Thursday, 21 June 2012

Chapter 7 Working Man

                                                              Chapter 7   Working Man

Although never out of work for long, Alec went through a lot of jobs, as taking orders from a boss was not his long suit. Perhaps this was because as a young boy growing up, on every holiday and at every opportunity, he spent time with an uncle on his farm on the Darling Downs. This colourful family had a big influence on Alec. The uncle was reportedly a huge man with a huge appetite for alcohol, his drinking bouts frequently degenerating into drunken rages, causing smashed furniture and violence against members of his family, especially his wife. She was a huge woman, too. Alec boasted she worked 'like a man,' carrying heavy bags of wheat or corn on her shoulders. Inevitably, the uncle came to grief from his drinking. Late one night, returning from a drinking binge, he drove his car over a bridge and was killed. Unfortunately, in many ways this family served as a role model for Alec.

When he and Peggy returned to Brisbane after their failed business attempt, Alec was out of work for some months.

“I lived with Mum, even after I had my baby.
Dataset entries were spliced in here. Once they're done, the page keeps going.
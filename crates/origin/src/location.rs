use std::fmt;
use std::path::{Path, PathBuf};

use url::Url;

use crate::error::{OriginError, Result};

/// A configured source location, such as `https://host/lib.bundle` or a
/// local path (held as a `file:` URL).
#[derive(Clone, Debug, PartialEq, Eq, Hash)]
pub struct Location {
	url: Url,
}

impl Location {
	/// Parses an absolute URL.
	pub fn parse(location: &str) -> Result<Self> {
		Url::parse(location)
			.map(|url| Self { url })
			.map_err(|e| OriginError::InvalidLocation {
				location: location.to_owned(),
				reason: e.to_string(),
			})
	}

	/// Builds a `file:` location from an absolute filesystem path.
	pub fn from_path(path: impl AsRef<Path>) -> Result<Self> {
		let path = path.as_ref();
		Url::from_file_path(path)
			.map(|url| Self { url })
			.map_err(|()| OriginError::InvalidLocation {
				location: path.display().to_string(),
				reason: "not an absolute path".into(),
			})
	}

	/// The URL scheme, always lower-case.
	pub fn scheme(&self) -> &str {
		self.url.scheme()
	}

	/// The full external form of the location.
	pub fn as_str(&self) -> &str {
		self.url.as_str()
	}

	/// The underlying URL.
	pub fn as_url(&self) -> &Url {
		&self.url
	}

	/// The filesystem path, for `file:` locations that denote one.
	pub fn to_file_path(&self) -> Option<PathBuf> {
		if self.scheme() != "file" {
			return None;
		}
		self.url.to_file_path().ok()
	}
}

impl From<Url> for Location {
	fn from(url: Url) -> Self {
		Self { url }
	}
}

impl fmt::Display for Location {
	fn fmt(&self, f: &mut fmt::Formatter<'_>) -> fmt::Result {
		f.write_str(self.as_str())
	}
}
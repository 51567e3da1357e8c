//! Error types for resolver construction and lookup.

use stratum_matcher::GlobError;
use stratum_origin::{Location, OriginError};
use thiserror::Error;

type BoxError = Box<dyn std::error::Error + Send + Sync>;

/// Errors raised by resolver builders and lookups.
///
/// Construction errors ([`ResolveError::OriginDenied`],
/// [`ResolveError::InvalidConfiguration`]) abort the build. Lookup errors
/// are per call and never poison the resolver's cache.
#[derive(Debug, Error)]
pub enum ResolveError {
	/// No relationship supplied the name.
	///
	/// The wording is deliberately soft: the name itself may have been found
	/// while something it depends on, further down a provider's own graph,
	/// could not be.
	#[error(
		"could not fully resolve {name:?}; it is possible that {name:?} itself was found but an artifact it \
		 transitively requires was not"
	)]
	NotFound {
		/// The requested name.
		name: String,
	},

	/// A configured location was rejected by the origin policy.
	#[error("using {location} is forbidden by the origin policy")]
	OriginDenied {
		/// The rejected location.
		location: Location,
	},

	/// The resolver was built without support for the requested operation.
	#[error("{operation} is not supported by this resolver")]
	UnsupportedOperation {
		/// The rejected operation.
		operation: &'static str,
	},

	/// A builder was missing a required field or held an invalid value.
	#[error("invalid configuration: {message}")]
	InvalidConfiguration {
		/// What was wrong.
		message: String,
		/// The underlying error, if any.
		#[source]
		source: Option<BoxError>,
	},
}

impl ResolveError {
	/// Shorthand for an [`ResolveError::InvalidConfiguration`] without a source.
	pub fn invalid(message: impl Into<String>) -> Self {
		ResolveError::InvalidConfiguration {
			message: message.into(),
			source: None,
		}
	}

	/// Returns `true` for [`ResolveError::NotFound`].
	pub fn is_not_found(&self) -> bool {
		matches!(self, ResolveError::NotFound { .. })
	}
}

impl From<GlobError> for ResolveError {
	fn from(e: GlobError) -> Self {
		ResolveError::InvalidConfiguration {
			message: format!("pattern {:?} does not compile", e.pattern),
			source: Some(Box::new(e)),
		}
	}
}

impl From<OriginError> for ResolveError {
	fn from(e: OriginError) -> Self {
		ResolveError::InvalidConfiguration {
			message: e.to_string(),
			source: Some(Box::new(e)),
		}
	}
}

/// Result type for resolver operations.
pub type Result<T> = std::result::Result<T, ResolveError>;
use std::fmt;
use std::hash::{Hash, Hasher};
use std::sync::Arc;

use serde::Deserialize;

/// Which lookup namespace a name belongs to.
///
/// Artifacts and resources are configured independently: a relationship's
/// artifact patterns never apply to resource lookups and vice versa.
#[derive(Clone, Copy, Debug, PartialEq, Eq, Hash, Deserialize)]
#[serde(rename_all = "lowercase")]
pub enum Namespace {
	/// Named artifacts, resolved to a single value and memoized.
	Artifact,
	/// Named resources, which may resolve to several values.
	Resource,
}

impl fmt::Display for Namespace {
	fn fmt(&self, f: &mut fmt::Formatter<'_>) -> fmt::Result {
		match self {
			Namespace::Artifact => write!(f, "artifact"),
			Namespace::Resource => write!(f, "resource"),
		}
	}
}

/// Identity of an artifact, used for de-duplication.
#[derive(Clone, PartialEq, Eq, Hash, PartialOrd, Ord)]
pub struct ArtifactId(Arc<str>);

impl ArtifactId {
	/// Creates an identity from any string.
	pub fn new(id: impl Into<Arc<str>>) -> Self {
		Self(id.into())
	}

	/// The identity as a string.
	pub fn as_str(&self) -> &str {
		&self.0
	}
}

impl fmt::Debug for ArtifactId {
	fn fmt(&self, f: &mut fmt::Formatter<'_>) -> fmt::Result {
		fmt::Debug::fmt(&*self.0, f)
	}
}

impl fmt::Display for ArtifactId {
	fn fmt(&self, f: &mut fmt::Formatter<'_>) -> fmt::Result {
		f.write_str(&self.0)
	}
}

impl From<&str> for ArtifactId {
	fn from(id: &str) -> Self {
		Self::new(id)
	}
}

impl From<String> for ArtifactId {
	fn from(id: String) -> Self {
		Self::new(id)
	}
}

/// A resolved artifact handle.
///
/// Cheap to clone. Equality and hashing use only the [`ArtifactId`]; use
/// [`Artifact::ptr_eq`] to check whether two handles are the same instance.
#[derive(Clone)]
pub struct Artifact {
	inner: Arc<ArtifactInner>,
}

struct ArtifactInner {
	id: ArtifactId,
	name: Box<str>,
	provider: Box<str>,
	exported: bool,
}

impl Artifact {
	/// Creates a non-exported artifact named `name`, supplied by `provider`.
	pub fn new(id: impl Into<ArtifactId>, name: &str, provider: &str) -> Self {
		Self::build(id.into(), name, provider, false)
	}

	/// Creates an artifact carrying the exported marker.
	///
	/// Exported artifacts resolve from their provider regardless of the
	/// relationship's isolation level, unless the name is denylisted.
	pub fn exported(id: impl Into<ArtifactId>, name: &str, provider: &str) -> Self {
		Self::build(id.into(), name, provider, true)
	}

	fn build(id: ArtifactId, name: &str, provider: &str, exported: bool) -> Self {
		Self {
			inner: Arc::new(ArtifactInner {
				id,
				name: name.into(),
				provider: provider.into(),
				exported,
			}),
		}
	}

	/// The artifact's identity.
	pub fn id(&self) -> &ArtifactId {
		&self.inner.id
	}

	/// The name the artifact was looked up under.
	pub fn name(&self) -> &str {
		&self.inner.name
	}

	/// Label of the provider that supplied it.
	pub fn provider(&self) -> &str {
		&self.inner.provider
	}

	/// Whether the artifact carries the exported marker.
	pub fn is_exported(&self) -> bool {
		self.inner.exported
	}

	/// Returns `true` if both handles point at the same instance.
	pub fn ptr_eq(a: &Self, b: &Self) -> bool {
		Arc::ptr_eq(&a.inner, &b.inner)
	}
}

impl PartialEq for Artifact {
	fn eq(&self, other: &Self) -> bool {
		self.inner.id == other.inner.id
	}
}

impl Eq for Artifact {}

impl Hash for Artifact {
	fn hash<H: Hasher>(&self, state: &mut H) {
		self.inner.id.hash(state);
	}
}

impl fmt::Debug for Artifact {
	fn fmt(&self, f: &mut fmt::Formatter<'_>) -> fmt::Result {
		f.debug_struct("Artifact")
			.field("id", &self.inner.id)
			.field("provider", &self.inner.provider)
			.field("exported", &self.inner.exported)
			.finish()
	}
}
She looked after me... made dresses for me and bought singlets and other things for Clarence.”

At the same time, Alec lived with his parents, until finding a job as a travelling salesman. Peggy said, “He worked first for Buzacotts, and then for Alfa Laval, selling farm machinery around the Darling Downs.”

This necessitated a move to Toowoomba, the Downs commercial centre to the west of Brisbane, where he supplied the farmers in the area.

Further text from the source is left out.